La cultura è sempre all’ultimo posto. Avviene già in tempi normali, ma la tendenza si aggrava in questo momento di criticità, di fronte a urgenze pressanti e restrizioni obbligatorie. Come ricreare il contatto con il pubblico?
Qui sono presenti due temi, entrambi vitali e tra di essi interconnessi. La prima risposta riguarda il tema delle priorità. È fuori discussione che temi quali salute, trasporti, produzione, etc…, necessitino di primaria attenzione, ma l’esperienza che stiamo vivendo in questi giorni ci mostra quanto l’espressione artistica sia nondimeno fondamento ed alimento del vivere quotidiano di ciascuno. Proprio in questo periodo di distanziamento sociale le persone ci chiedono di continuare a fare musica, in qualsiasi modo, perché hanno bisogno, nello smarrimento totale, di sentirsi in contatto con una matrice interiore che ci restituisca forza e speranza, che ci aiuti a credere in una bellezza e in un’armonia ancora possibili. Possiamo quindi dire che la musica – e la cultura più in generale – si pongono come elementi rigeneratori essenziali.
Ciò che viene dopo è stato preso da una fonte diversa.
//! Helpers for nested JSON dictionaries carried around with batches and configs.

use std::{error::Error, fmt};

use serde_json::{Map, Value};

/// A JSON object with insertion order preserved.
pub type Dict = Map<String, Value>;

/// The dict module's result type.
pub type Result<T> = std::result::Result<T, DictErr>;

const ALL_KEYS: &str = "__all__";

#[derive(Debug, Clone, PartialEq)]
pub enum DictErr {
    MissingKey(String),
    UnsupportedSelector(Value),
    NotAnArray(String),
}

impl fmt::Display for DictErr {
    fn fmt(&self, f: &mut fmt::Formatter<'_>) -> fmt::Result {
        match self {
            DictErr::MissingKey(key) => write!(f, "key {key:?} is missing"),
            DictErr::UnsupportedSelector(v) => write!(f, "cannot select keys with {v}"),
            DictErr::NotAnArray(key) => write!(f, "value of {key:?} is not an array"),
        }
    }
}

impl Error for DictErr {}

/// Which part of a dict to hand over, as written in configs.
#[derive(Debug, Clone, PartialEq)]
pub enum KeySelector {
    /// `"__all__"`: the whole dict.
    All,
    /// `"key"`: the bare value under `key`.
    Key(String),
    /// `["a", "b"]`: a sub-dict with those keys.
    Keys(Vec<String>),
    /// `{"in": "out"}`: a sub-dict with keys renamed.
    Rename(Vec<(String, String)>),
    /// `null`: an empty dict.
    Nothing,
}

impl KeySelector {
    pub fn from_value(value: &Value) -> Result<Self> {
        let unsupported = || DictErr::UnsupportedSelector(value.clone());

        match value {
            Value::Null => Ok(Self::Nothing),
            Value::String(key) if key == ALL_KEYS => Ok(Self::All),
            Value::String(key) => Ok(Self::Key(key.clone())),
            Value::Array(keys) => keys
                .iter()
                .map(|k| k.as_str().map(str::to_string).ok_or_else(unsupported))
                .collect::<Result<_>>()
                .map(Self::Keys),
            Value::Object(mapping) => mapping
                .iter()
                .map(|(k_in, k_out)| {
                    k_out
                        .as_str()
                        .map(|k_out| (k_in.clone(), k_out.to_string()))
                        .ok_or_else(unsupported)
                })
                .collect::<Result<_>>()
                .map(Self::Rename),
            _ => Err(unsupported()),
        }
    }

    /// Applies this selector to `dict`.
    pub fn select(&self, dict: &Dict) -> Result<Value> {
        let get = |key: &str| {
            dict.get(key)
                .cloned()
                .ok_or_else(|| DictErr::MissingKey(key.to_string()))
        };

        match self {
            Self::All => Ok(Value::Object(dict.clone())),
            Self::Key(key) => get(key),
            Self::Keys(keys) => keys
                .iter()
                .map(|k| Ok((k.clone(), get(k)?)))
                .collect::<Result<Dict>>()
                .map(Value::Object),
            Self::Rename(mapping) => mapping
                .iter()
                .map(|(k_in, k_out)| Ok((k_out.clone(), get(k_in)?)))
                .collect::<Result<Dict>>()
                .map(Value::Object),
            Self::Nothing => Ok(Value::Object(Dict::new())),
        }
    }
}

/// Deep-merges `rest` into a copy of `first`.
///
/// Objects present on both sides are merged recursively, anything else is
/// overwritten by the later dict.
pub fn merge_dicts<'a, I>(first: &Dict, rest: I) -> Dict
where
    I: IntoIterator<Item = &'a Dict>,
{
    let mut merged = first.clone();

    for other in rest {
        for (key, value) in other {
            if let (Some(Value::Object(dst)), Value::Object(src)) = (merged.get_mut(key), value) {
                *dst = merge_dicts(dst, [src]);
                continue;
            }
            merged.insert(key.clone(), value.clone());
        }
    }

    merged
}

/// Appends the arrays of `src` to the arrays of `dst`, key by key of `dst`.
pub fn append_dict(dst: &mut Dict, src: &Dict) -> Result<()> {
    for (key, value) in dst.iter_mut() {
        let Value::Array(items) = value else {
            return Err(DictErr::NotAnArray(key.clone()));
        };
        let extra = src
            .get(key)
            .ok_or_else(|| DictErr::MissingKey(key.clone()))?
            .as_array()
            .ok_or_else(|| DictErr::NotAnArray(key.clone()))?;

        items.extend(extra.iter().cloned());
    }

    Ok(())
}

/// Flattens nested objects, joining keys with `separator`.
pub fn flatten_dict(dict: &Dict, parent_key: &str, separator: &str) -> Dict {
    let mut flat = Dict::new();
    flatten_into(&mut flat, dict, parent_key, separator);
    flat
}

fn flatten_into(flat: &mut Dict, dict: &Dict, parent_key: &str, separator: &str) {
    for (key, value) in dict {
        let new_key = if parent_key.is_empty() {
            key.clone()
        } else {
            format!("{parent_key}{separator}{key}")
        };

        match value {
            Value::Object(nested) => flatten_into(flat, nested, &new_key, separator),
            _ => {
                flat.insert(new_key, value.clone());
            }
        }
    }
}

/// Splits a flat dict into one sub-dict per prefix.
///
/// Keys starting with a prefix land in that prefix's sub-dict with every
/// `"<prefix>_"` removed from them. Keys matching no prefix go to `extra_key`,
/// which is only present when there are such keys.
pub fn split_dict_to_subdicts(dict: &Dict, prefixes: &[&str], extra_key: &str) -> Dict {
    let mut subdicts = Dict::new();

    let extra: Dict = dict
        .iter()
        .filter(|(k, _)| prefixes.iter().all(|p| !k.starts_with(p)))
        .map(|(k, v)| (k.clone(), v.clone()))
        .collect();
    if !extra.is_empty() {
        subdicts.insert(extra_key.to_string(), Value::Object(extra));
    }

    for prefix in prefixes {
        let pattern = format!("{prefix}_");
        let sub: Dict = dict
            .iter()
            .filter(|(k, _)| k.starts_with(prefix))
            .map(|(k, v)| (k.replace(&pattern, ""), v.clone()))
            .collect();
        subdicts.insert(prefix.to_string(), Value::Object(sub));
    }

    subdicts
}

#[cfg(test)]
mod tests {
    use serde_json::json;

    use super::*;

    fn dict(value: Value) -> Dict {
        match value {
            Value::Object(map) => map,
            other => panic!("not an object: {other}"),
        }
    }

    #[test]
    fn selector_kinds() {
        let batch = dict(json!({ "image": [1, 2], "mask": [0, 1], "id": 7 }));

        let all = KeySelector::from_value(&json!("__all__")).unwrap();
        assert_eq!(all.select(&batch).unwrap(), Value::Object(batch.clone()));

        let key = KeySelector::from_value(&json!("id")).unwrap();
        assert_eq!(key.select(&batch).unwrap(), json!(7));

        let keys = KeySelector::from_value(&json!(["image", "id"])).unwrap();
        assert_eq!(keys.select(&batch).unwrap(), json!({ "image": [1, 2], "id": 7 }));

        let rename = KeySelector::from_value(&json!({ "mask": "targets" })).unwrap();
        assert_eq!(rename.select(&batch).unwrap(), json!({ "targets": [0, 1] }));

        let nothing = KeySelector::from_value(&Value::Null).unwrap();
        assert_eq!(nothing.select(&batch).unwrap(), json!({}));
    }

    #[test]
    fn selector_errors() {
        assert!(matches!(
            KeySelector::from_value(&json!(3)),
            Err(DictErr::UnsupportedSelector(_))
        ));
        assert!(matches!(
            KeySelector::from_value(&json!(["a", 1])),
            Err(DictErr::UnsupportedSelector(_))
        ));

        let missing = KeySelector::Key("logits".into()).select(&Dict::new());
        assert_eq!(missing, Err(DictErr::MissingKey("logits".into())));
    }

    #[test]
    fn merge_recurses_into_nested_objects() {
        let base = dict(json!({
            "model": { "groups": ["last"], "in_features": 8 },
            "stages": { "train": { "epochs": 1 } },
            "seed": 0
        }));
        let overrides = dict(json!({
            "model": { "in_features": 16 },
            "stages": { "train": { "lr": 0.1 } },
            "seed": { "value": 42 }
        }));
        let last = dict(json!({ "model": "replaced" }));

        let merged = merge_dicts(&base, [&overrides]);
        assert_eq!(
            Value::Object(merged),
            json!({
                "model": { "groups": ["last"], "in_features": 16 },
                "stages": { "train": { "epochs": 1, "lr": 0.1 } },
                "seed": { "value": 42 }
            })
        );

        let merged = merge_dicts(&base, [&overrides, &last]);
        assert_eq!(merged["model"], json!("replaced"));
        assert_eq!(base["model"]["in_features"], json!(8));
    }

    #[test]
    fn append_concatenates_per_key() {
        let mut acc = dict(json!({ "loss": [1.0], "acc": [] }));
        let next = dict(json!({ "loss": [2.0, 3.0], "acc": [0.5], "ignored": [9] }));

        append_dict(&mut acc, &next).unwrap();
        assert_eq!(Value::Object(acc), json!({ "loss": [1.0, 2.0, 3.0], "acc": [0.5] }));
    }

    #[test]
    fn append_rejects_missing_and_scalar_values() {
        let mut acc = dict(json!({ "loss": [1.0] }));
        assert_eq!(
            append_dict(&mut acc, &Dict::new()),
            Err(DictErr::MissingKey("loss".into()))
        );

        let mut scalar = dict(json!({ "loss": 1.0 }));
        assert_eq!(
            append_dict(&mut scalar, &dict(json!({ "loss": [2.0] }))),
            Err(DictErr::NotAnArray("loss".into()))
        );
    }

    #[test]
    fn flatten_keeps_order_and_joins_keys() {
        let nested = dict(json!({
            "train": { "loss": 0.5, "metrics": { "acc": 0.9 } },
            "epoch": 3
        }));

        let flat = flatten_dict(&nested, "", "/");
        let keys: Vec<_> = flat.keys().cloned().collect();
        assert_eq!(keys, ["train/loss", "train/metrics/acc", "epoch"]);

        let prefixed = flatten_dict(&nested, "run", ".");
        assert_eq!(prefixed["run.train.metrics.acc"], json!(0.9));
    }

    #[test]
    fn split_by_prefix() {
        let flat = dict(json!({
            "optimizer_lr": 0.1,
            "optimizer_momentum": 0.9,
            "scheduler_step": 10,
            "seed": 1
        }));

        let split = split_dict_to_subdicts(&flat, &["optimizer", "scheduler"], "misc");
        assert_eq!(
            Value::Object(split),
            json!({
                "misc": { "seed": 1 },
                "optimizer": { "lr": 0.1, "momentum": 0.9 },
                "scheduler": { "step": 10 }
            })
        );

        let no_extra = split_dict_to_subdicts(&dict(json!({ "a_x": 1 })), &["a"], "misc");
        assert!(!no_extra.contains_key("misc"));
    }
}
Al momento, per ovviare all’impossibilità di esibirci in presenza del nostro pubblico, noi di UmbriaEnsemble abbiamo utilizzato la modalità dell’offerta concertistica in streaming.In collaborazione con il Comune di Perugia/Assessorato alla Cultura, già dalla fine dello scorso febbraio abbiamo lavorato ad una serie di concerti – “Il Cielo in una Stanza” – che ha avuto successo straordinario, perché organizzata come fosse una vera stagione di Concerti dal vivo (con temi diversi, calendarizzazione, orari definiti…) sebbene in forme alternative, adattate a questa situazione di emergenza, ma decise tuttavia a definire, attraverso il tempo della Musica, una “normalità” nel tempo fluido in cui ci troviamo a navigare. Devo dire, però, che nonostante sia stato realizzato un prodotto artistico di valore, frutto del lavoro di una squadra affiatata, e destinato dunque a rimanere nel tempo, è ovvio che questa formula di comunicazione non potrà essere sostitutiva dello spettacolo dal vivo, poiché la musica, nella sua piena e naturale espressione, vive soltanto attraverso il feedback che si stabilisce tra esecutori e pubblico. Un concerto, ma anche un avvenimento teatrale, un qualsiasi incontro d’arte con gli spettatori, costituisce un “evento” nel significato più autentico del termine, in quanto tra artisti e fruitori avviene uno scambio, si offre e si riceve un nutrimento reciproco che insieme costruisce l’evento nella sua unicità.
Mi piace pensare che pur nelle circostanze disagiate in cui versiamo, l’avvicinarsi dell’estate costituisca una speranza, dato che la possibilità di poter nuovamente fruire di spazi all’aperto permetterà di ovviare a molte restrizioni vigenti. Il problema si riproporrà in autunno, quando gli spettacoli dovranno tornare al chiuso, nel caso in cui non si sarà risolta l’emergenza attuale. Occorre quindi pensare fin da ora formule di fruizione possibili.
Non si chiede l’impossibile. Ma a quali condizioni?
Noi tutti siamo disponibili ad adottare qualsiasi forma provvisoriamente alternativa, pur di mantenere viva la nostra attività creativa per il pubblico; e non mi stancherò mai di ripetere al Governo la richiesta di attenzione verso questo nostro settore. A volte, paradossalmente, riscontriamo maggior attenzione da parte di un’amministrazione locale che da parte del Ministero preposto il quale, per primo, dovrebbe offrirci garanzie. Eppure – lo ripeto – l’immagine dell’Italia nel mondo intero si fonda su tali valori culturali ed artistici. E ricordo ancora che lo spettacolo dal vivo non potrà mai essere sostituito da surrogati in pillole, siano esse musica in streaming o altro: si andrebbe a perdere l’essenza viva dell’Arte e della nostra cultura.
La speranza è che il mondo dello spettacolo si faccia coraggio e sostenga tali richieste?
Assolutamente sì! Questa emergenza è anche una grande occasione per il mondo dello spettacolo, tradizionalmente individualista, per far sentire con forza e coerenza la propria voce, forte e determinata, per una finalità alta che investa non solo gli interessi personali di ciascuno, ma il futuro stesso dell’identità di un Paese.